Draw graphs of double occurrence words and compute their Betti numbers. The Python scripts here can be used to construct prodsimplicial complexes on arbitrary directed graphs and compute Betti numbers, or build word graphs corresponding to double occurrence words and then compute Betti numbers on the resulting complex.

Table of Contents

Math Background

More detailed explanation available in arxiv.

Prodsimplicial Complexes

The $n$-dimensional simplicial digraph, denoted by $\Delta^n$, is the cell whose 1-skeleton is the digraph with vertices $V(\Delta^n) = {v_0, v_1, \ldots, v_n}$ and edges $E(\Delta^n) = \lbrace[v_i,v_j] \ | \ 0 \leq i < j \leq n\rbrace$.

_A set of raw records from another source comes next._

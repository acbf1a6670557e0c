//! Persisted popup preferences: the units system and the last searched city.

use std::sync::Arc;

use crate::{
    model::Units,
    storage::{KEY_LAST_CITY, KEY_UNITS, Storage},
};

/// The active measurement system, persisted on every change.
pub struct UnitsPreference {
    storage: Arc<Storage>,
}

impl UnitsPreference {
    pub fn new(storage: Arc<Storage>) -> Self {
        Self { storage }
    }

    /// Stored preference, or metric when absent or unreadable.
    pub async fn load(&self) -> Units {
        let Some(raw) = self.storage.read(KEY_UNITS).await else {
            return Units::default();
        };
        match serde_json::from_str(&raw) {
            Ok(units) => units,
            Err(e) => {
                tracing::warn!(error = %e, "ignoring invalid units preference");
                Units::default()
            }
        }
    }

    pub async fn save(&self, units: Units) {
        match serde_json::to_string(&units) {
            Ok(json) => self.storage.write(KEY_UNITS, &json).await,
            Err(e) => tracing::warn!(error = %e, "failed to encode units preference"),
        }
    }
}

/// The last city searched, written only after a successful city-based fetch
/// and read once at startup to prefill the search field.
pub struct LastQueryStore {
    storage: Arc<Storage>,
}

impl LastQueryStore {
    pub fn new(storage: Arc<Storage>) -> Self {
        Self { storage }
    }

    pub async fn load(&self) -> Option<String> {
        let raw = self.storage.read(KEY_LAST_CITY).await?;
        match serde_json::from_str::<String>(&raw) {
            Ok(city) if !city.trim().is_empty() => Some(city),
            Ok(_) => None,
            Err(e) => {
                tracing::warn!(error = %e, "ignoring invalid last-city value");
                None
            }
        }
    }

    pub async fn save(&self, city: &str) {
        match serde_json::to_string(city) {
            Ok(json) => self.storage.write(KEY_LAST_CITY, &json).await,
            Err(e) => tracing::warn!(error = %e, "failed to encode last city"),
        }
    }
}
//! The benchmark matrix driver.

use std::{hint::black_box, time::Instant};

use chrono::Utc;
use log::{info, warn};
use overfetch_core::{RunIdentity, TableWidth};
use strum::IntoEnumIterator;

use crate::{
    report::{CellReport, LatencyStats, OperationResult, Outcome, Report},
    Config, Database, MeasurementConfig, Operation, OverfetchError, OverfetchResult,
    QueryStrategy, Seeder,
};

/// Drives the width × strategy × operation matrix, one cell at a time.
///
/// Setup failures (missing schema, unreachable database, run-row seeding) abort
/// [`Runner::run`]. Failures inside a cell are recorded in the report and the
/// remaining cells still run.
pub struct Runner {
    database: Database,
    seeder: Seeder,
    widths: Vec<TableWidth>,
    measurement: MeasurementConfig,
    strategies: Vec<Box<dyn QueryStrategy>>,
    run_identity: RunIdentity,
}

impl Runner {
    /// A runner for the strategies named in `config`.
    pub fn new(config: &Config, run_identity: RunIdentity) -> Self {
        let database = Database::new(&config.database);
        let strategies = config
            .strategies
            .iter()
            .map(|kind| kind.build(&database))
            .collect();
        Self::with_strategies(config, run_identity, strategies)
    }

    /// A runner over caller-supplied strategies, ignoring `config.strategies`.
    ///
    /// Only the first strategy of each [`StrategyKind`](crate::StrategyKind)
    /// is kept, so every (width, kind) pair maps to one cell of the report.
    pub fn with_strategies(
        config: &Config,
        run_identity: RunIdentity,
        strategies: Vec<Box<dyn QueryStrategy>>,
    ) -> Self {
        let mut kept: Vec<Box<dyn QueryStrategy>> = Vec::with_capacity(strategies.len());
        for strategy in strategies {
            if kept.iter().any(|k| k.kind() == strategy.kind()) {
                warn!("ignoring duplicate {} strategy", strategy.kind());
            } else {
                kept.push(strategy);
            }
        }
        Self {
            database: Database::new(&config.database),
            seeder: Seeder::new(config),
            widths: config.widths.clone(),
            measurement: config.measurement.clone(),
            strategies: kept,
            run_identity,
        }
    }

    /// Identity of the rows this runner seeds and reads.
    pub fn run_identity(&self) -> RunIdentity {
        self.run_identity
    }

    /// Verifies the schema, seeds this run's rows and measures every cell.
    pub fn run(&self) -> OverfetchResult<Report> {
        self.measurement.validate()?;
        if self.strategies.is_empty() || self.widths.is_empty() {
            return Err(OverfetchError::InvalidConfig(
                "the benchmark matrix is empty".to_string(),
            ));
        }
        self.database.verify_schema(&self.widths)?;
        self.seeder.seed_run_rows(self.run_identity)?;

        let started_at = Utc::now();
        let mut cells = Vec::with_capacity(self.widths.len() * self.strategies.len());
        for &width in &self.widths {
            for strategy in &self.strategies {
                cells.push(self.run_cell(strategy.as_ref(), width));
            }
        }
        let report = Report {
            run_identity: self.run_identity,
            database: self.database.path().display().to_string(),
            started_at,
            finished_at: Utc::now(),
            cells,
        };
        info!(
            "benchmark finished: {} cells, {} failed operations",
            report.cells.len(),
            report.failures().len()
        );
        Ok(report)
    }

    fn run_cell(&self, strategy: &dyn QueryStrategy, width: TableWidth) -> CellReport {
        info!("measuring {} on {}", strategy.kind(), width.table_name());
        let results = match self.setup_cell(strategy, width) {
            Ok(()) => Operation::iter()
                .map(|operation| {
                    let outcome = match self.measure(strategy, operation, width) {
                        Ok(stats) => Outcome::Measured(stats),
                        Err(err) => {
                            warn!(
                                "{} {operation} on {} failed: {err}",
                                strategy.kind(),
                                width.table_name()
                            );
                            Outcome::failed(&err)
                        }
                    };
                    OperationResult { operation, outcome }
                })
                .collect(),
            Err(err) => {
                warn!(
                    "setup of {} on {} failed: {err}",
                    strategy.kind(),
                    width.table_name()
                );
                Operation::iter()
                    .map(|operation| OperationResult {
                        operation,
                        outcome: Outcome::failed(&err),
                    })
                    .collect()
            }
        };
        CellReport {
            width,
            strategy: strategy.kind(),
            results,
        }
    }

    /// Resolves the run row through both operations and checks they agree.
    fn setup_cell(&self, strategy: &dyn QueryStrategy, width: TableWidth) -> OverfetchResult<()> {
        let full = strategy.fetch_full(width, self.run_identity)?;
        let projected = strategy.fetch_projected(width, self.run_identity)?;
        if full != projected {
            return Err(OverfetchError::EmailMismatch {
                table: width.table_name(),
                id: self.run_identity,
                full,
                projected,
            });
        }
        Ok(())
    }

    fn measure(
        &self,
        strategy: &dyn QueryStrategy,
        operation: Operation,
        width: TableWidth,
    ) -> OverfetchResult<LatencyStats> {
        let m = &self.measurement;
        for _ in 0..m.warmup_iterations {
            black_box(strategy.fetch(operation, width, self.run_identity)?);
        }
        let mut samples = Vec::with_capacity(m.max_samples);
        while samples.len() < m.max_samples {
            let start = Instant::now();
            for _ in 0..m.iterations_per_sample {
                black_box(strategy.fetch(operation, width, self.run_identity)?);
            }
            let elapsed = start.elapsed().as_secs_f64() * 1e9;
            samples.push(elapsed / f64::from(m.iterations_per_sample));
            if samples.len() >= m.min_samples
                && LatencyStats::relative_error(&samples) <= m.target_relative_error
            {
                break;
            }
        }
        Ok(LatencyStats::from_samples(&samples, m.iterations_per_sample))
    }
}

Simplices in dimensions 0, 1, and 2.

An $N$-dimensional prodsimplicial cell $P$ is the $N$-cell that is a product of simplices $\displaystyle\prod_{i=1}^k \Delta_i^{n_i} = \Delta_1^{n_1} \times \cdots \times \Delta_k^{n_k}$ where $n_i>0$ for all $1\leq i \leq k$ and $N= \displaystyle\sum_{i=1}^kn_i$. Its 1-skeleton is the Cartesian product of simplicial digraphs. That is, a graph of the form $\Delta_1^{n_1} \square \cdots \square \Delta_k^{n_k}$. We abuse the notation and identify a prodsimplicial cell $P$ with the Cartesian product of simplicial digraphs.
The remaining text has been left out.